9万年前の埋没樹木発見 日田市の有田川、火砕流で被災

西日本新聞 大分・日田玖珠版 笠原 和香子

 大分県日田市羽田の有田川で、9万年前の阿蘇山大噴火による火砕流で埋まった100本以上の樹木が見つかった。当時の埋没樹木の発見は市内3例目。市教育委員会は28日に見学会を開く。

 埋没樹木は昨年11月、九州豪雨で氾濫し、災害対策工事が進む有田川の川底から約3メートル下の土中で見つかった。破片状の樹木がほとんどだが、最大では長さ約5メートル、幅2・5メートルのスギとみられる樹木もあった。専門家らの分析で3月、阿蘇山大噴火で埋まった樹木と分かった。

 市によると、どれも焼け焦げているが、火砕流に埋もれて空気に触れず、川底で乾燥を防げたため長期間保存されたと考えられるという。市内ではこれまで、市北部の小野川と伏木町でも発見されている。

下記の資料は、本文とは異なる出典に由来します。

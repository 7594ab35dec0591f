//! Collaborators the pipeline controller talks to

use crate::types::Record;
use std::collections::HashMap;
use std::sync::RwLock;

/// Preference key for the minimum magnitude filter
pub const PREF_MIN_MAGNITUDE: &str = "min_magnitude";

/// Preference key for the sort order
pub const PREF_ORDER_BY: &str = "order_by";

/// Read-only access to user settings
///
/// Values are opaque strings; the pipeline passes them to the server as-is.
pub trait PreferenceStore: Send + Sync {
    /// The stored value for `key`, or `None` if unset
    fn get_string(&self, key: &str) -> Option<String>;
}

/// Reports whether the device currently has network access
pub trait ConnectivityProbe: Send + Sync {
    /// `true` when a request could plausibly succeed
    fn is_connected(&self) -> bool;
}

/// Display layer that receives load results
///
/// Only the controller calls these, always from the task that owns it.
pub trait Presenter: Send {
    /// Replace the visible list, in order
    fn set_list(&mut self, records: &[Record]);

    /// Text shown when the list is empty
    fn set_empty_message(&mut self, message: &str);

    /// Show or hide the loading indicator
    fn set_loading_visible(&mut self, visible: bool);
}

/// [`PreferenceStore`] held in memory
#[derive(Debug, Default)]
pub struct InMemoryPreferences {
    values: RwLock<HashMap<String, String>>,
}

impl InMemoryPreferences {
    /// Create an empty store
    pub fn new() -> Self {
        Self::default()
    }

    /// Set `key` to `value`
    pub fn set(&self, key: &str, value: impl Into<String>) {
        self.values
            .write()
            .unwrap_or_else(|poisoned| poisoned.into_inner())
            .insert(key.to_string(), value.into());
    }

    /// Remove `key`, falling back to the configured default on the next read
    pub fn remove(&self, key: &str) {
        self.values
            .write()
            .unwrap_or_else(|poisoned| poisoned.into_inner())
            .remove(key);
    }
}

impl PreferenceStore for InMemoryPreferences {
    fn get_string(&self, key: &str) -> Option<String> {
        self.values
            .read()
            .unwrap_or_else(|poisoned| poisoned.into_inner())
            .get(key)
            .cloned()
    }
}
//! Request URL construction.

use crate::error::{Error, Result};
use url::Url;

/// USGS FDSN event query endpoint
pub const DEFAULT_ENDPOINT: &str = "https://earthquake.usgs.gov/fdsnws/event/1/query";

/// Response format requested from the server
pub const FORMAT_GEOJSON: &str = "geojson";

/// Maximum number of events requested per load
pub const RESULT_LIMIT: u32 = 10;

/// Sort by event time, newest first
pub const ORDER_BY_TIME: &str = "time";

/// Sort by magnitude, largest first
pub const ORDER_BY_MAGNITUDE: &str = "magnitude";

const MANAGED_KEYS: [&str; 4] = ["format", "limit", "minmag", "orderby"];

/// A fully parameterized feed request
///
/// Built fresh for every load and never mutated afterwards.
#[derive(Clone, Debug, PartialEq, Eq)]
pub struct LoadRequest {
    url: Url,
}

impl LoadRequest {
    /// Build the request URL for a base endpoint and the user's filters.
    ///
    /// `format` and `limit` are fixed. `min_magnitude` and `order_by` are passed
    /// through verbatim; the server decides what to do with values it does not
    /// understand. Any of the four keys already present on `base_endpoint` are
    /// replaced, so each appears exactly once. Other query pairs on the base are
    /// kept.
    ///
    /// # Errors
    ///
    /// Returns [`Error::Config`] if `base_endpoint` is not an absolute URL that can
    /// carry a query.
    pub fn build(base_endpoint: &str, min_magnitude: &str, order_by: &str) -> Result<Self> {
        let mut url = Url::parse(base_endpoint).map_err(|e| {
            Error::config(
                "feed.endpoint",
                format!("'{}' is not an absolute URL: {}", base_endpoint, e),
            )
        })?;
        if url.cannot_be_a_base() {
            return Err(Error::config(
                "feed.endpoint",
                format!("'{}' cannot carry query parameters", base_endpoint),
            ));
        }

        let retained: Vec<(String, String)> = url
            .query_pairs()
            .filter(|(key, _)| !MANAGED_KEYS.contains(&&**key))
            .map(|(key, value)| (key.into_owned(), value.into_owned()))
            .collect();

        url.set_query(None);
        {
            let mut query = url.query_pairs_mut();
            query.extend_pairs(retained);
            query
                .append_pair("format", FORMAT_GEOJSON)
                .append_pair("limit", &RESULT_LIMIT.to_string())
                .append_pair("minmag", min_magnitude)
                .append_pair("orderby", order_by);
        }

        Ok(Self { url })
    }

    /// The request URL
    pub fn url(&self) -> &Url {
        &self.url
    }

    /// The request URL as a string
    pub fn as_str(&self) -> &str {
        self.url.as_str()
    }
}

impl std::fmt::Display for LoadRequest {
    fn fmt(&self, f: &mut std::fmt::Formatter<'_>) -> std::fmt::Result {
        f.write_str(self.url.as_str())
    }
}
//! # quake-report
//!
//! Asynchronous load pipeline for a recent-earthquake list backed by the USGS
//! event feed.
//!
//! ## Design Philosophy
//!
//! quake-report is designed to be:
//! - **Non-blocking** - Fetch and parse run on worker tasks, never on the owner
//! - **Latest wins** - Restarting a load supersedes the one in flight
//! - **Library-first** - The display layer, settings and connectivity are traits
//! - **Event-driven** - Consumers can subscribe to load lifecycle events
//!
//! ## Quick Start
//!
//! ```no_run
//! use quake_report::controller::{ConnectivityProbe, InMemoryPreferences, Presenter};
//! use quake_report::{Command, Config, PipelineController, Record};
//! use std::sync::Arc;
//! use tokio::sync::mpsc;
//!
//! struct Online;
//! impl ConnectivityProbe for Online {
//!     fn is_connected(&self) -> bool {
//!         true
//!     }
//! }
//!
//! struct Stdout;
//! impl Presenter for Stdout {
//!     fn set_list(&mut self, records: &[Record]) {
//!         for record in records {
//!             println!("{:.1} {}", record.magnitude(), record.place());
//!         }
//!     }
//!     fn set_empty_message(&mut self, message: &str) {
//!         println!("{message}");
//!     }
//!     fn set_loading_visible(&mut self, _visible: bool) {}
//! }
//!
//! #[tokio::main]
//! async fn main() -> Result<(), Box<dyn std::error::Error>> {
//!     let controller = PipelineController::with_http(
//!         Config::default(),
//!         Arc::new(InMemoryPreferences::new()),
//!         Arc::new(Online),
//!         Box::new(Stdout),
//!     )?;
//!
//!     let (commands, rx) = mpsc::channel(8);
//!     commands.send(Command::Refresh).await?;
//!     quake_report::run_with_shutdown(controller, rx).await;
//!
//!     Ok(())
//! }
//! ```

#![warn(missing_docs)]
#![warn(clippy::all)]
#![warn(clippy::unwrap_used)]
#![warn(clippy::expect_used)]

/// Configuration types
pub mod config;
/// Pipeline controller and its collaborator traits
pub mod controller;
/// Error types
pub mod error;
/// Feed request building, fetching and parsing
pub mod feed;
/// Background load coordination
pub mod loader;
/// Core types and events
pub mod types;

// unwrap/expect are acceptable in test helpers for concise failure-on-error assertions
#[allow(clippy::unwrap_used, clippy::expect_used)]
#[cfg(test)]
pub(crate) mod test_helpers;

// Re-export commonly used types
pub use config::{Config, FailurePolicy, FeedConfig, PreferenceDefaults};
pub use controller::{Command, PipelineController};
pub use error::{Error, ParseError, Result, TransportError};
pub use feed::{FeedSource, HttpFeedClient, LoadRequest};
pub use loader::{Delivery, LoadCoordinator, LoadState};
pub use types::{Event, Generation, LoadResult, Record, UnavailableKind};

use tokio::sync::mpsc;
use tracing::{info, warn};

const FORWARD_BUFFER: usize = 16;

/// Run the controller's event loop until a termination signal arrives.
///
/// Commands from `commands` are forwarded to the loop. The loop also stops when
/// every sender of `commands` is dropped or a [`Command::Shutdown`] is sent.
/// Returns the controller so the caller can inspect or reset it.
///
/// Signals are SIGTERM (Unix only) and Ctrl+C.
pub async fn run_with_shutdown(
    controller: PipelineController,
    mut commands: mpsc::Receiver<Command>,
) -> PipelineController {
    let (forward_tx, forward_rx) = mpsc::channel(FORWARD_BUFFER);

    // Dropping `forward_tx` on signal closes the loop's command channel
    let forwarder = tokio::spawn(async move {
        tokio::select! {
            _ = wait_for_signal() => {}
            _ = async {
                while let Some(command) = commands.recv().await {
                    if forward_tx.send(command).await.is_err() {
                        break;
                    }
                }
            } => {}
        }
    });

    let controller = controller.run(forward_rx).await;
    forwarder.abort();
    controller
}

/// Resolve on SIGTERM (Unix) or Ctrl+C.
///
/// If no handler can be registered this never resolves, leaving shutdown to
/// the command channel.
async fn wait_for_signal() {
    #[cfg(unix)]
    {
        use tokio::signal::unix::{SignalKind, signal};

        match signal(SignalKind::terminate()) {
            Ok(mut sigterm) => {
                tokio::select! {
                    _ = sigterm.recv() => {
                        info!("Received SIGTERM, stopping earthquake pipeline");
                        return;
                    }
                    result = tokio::signal::ctrl_c() => return on_ctrl_c(result).await,
                }
            }
            Err(e) => {
                warn!(error = %e, "Could not register SIGTERM handler, listening for Ctrl+C only");
            }
        }
    }

    on_ctrl_c(tokio::signal::ctrl_c().await).await;
}

async fn on_ctrl_c(result: std::io::Result<()>) {
    match result {
        Ok(()) => info!("Received Ctrl+C, stopping earthquake pipeline"),
        Err(e) => {
            warn!(error = %e, "Could not listen for Ctrl+C, relying on commands to stop");
            std::future::pending::<()>().await;
        }
    }
}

 今後数年かけて、一部を国立科学博物館(東京)で詳細に分析する。市立博物館によると、火砕流に覆われる前の森の様子や噴火の威力、動物の痕跡、樹木周辺の環境などの解明が期待できるという。同館の行時志郎館長は「私たちが暮らす大地の過去の姿が分かる。新しい発見を市民に届けたい」と話す。

 見学会は28日午前10時から、同市庄手の市森林組合で。今回見つかった樹木11点を展示し、行時館長らが解説する。無料で事前申し込み不要。樹木の一部は市立博物館で展示中。市立博物館=0973(22)5394。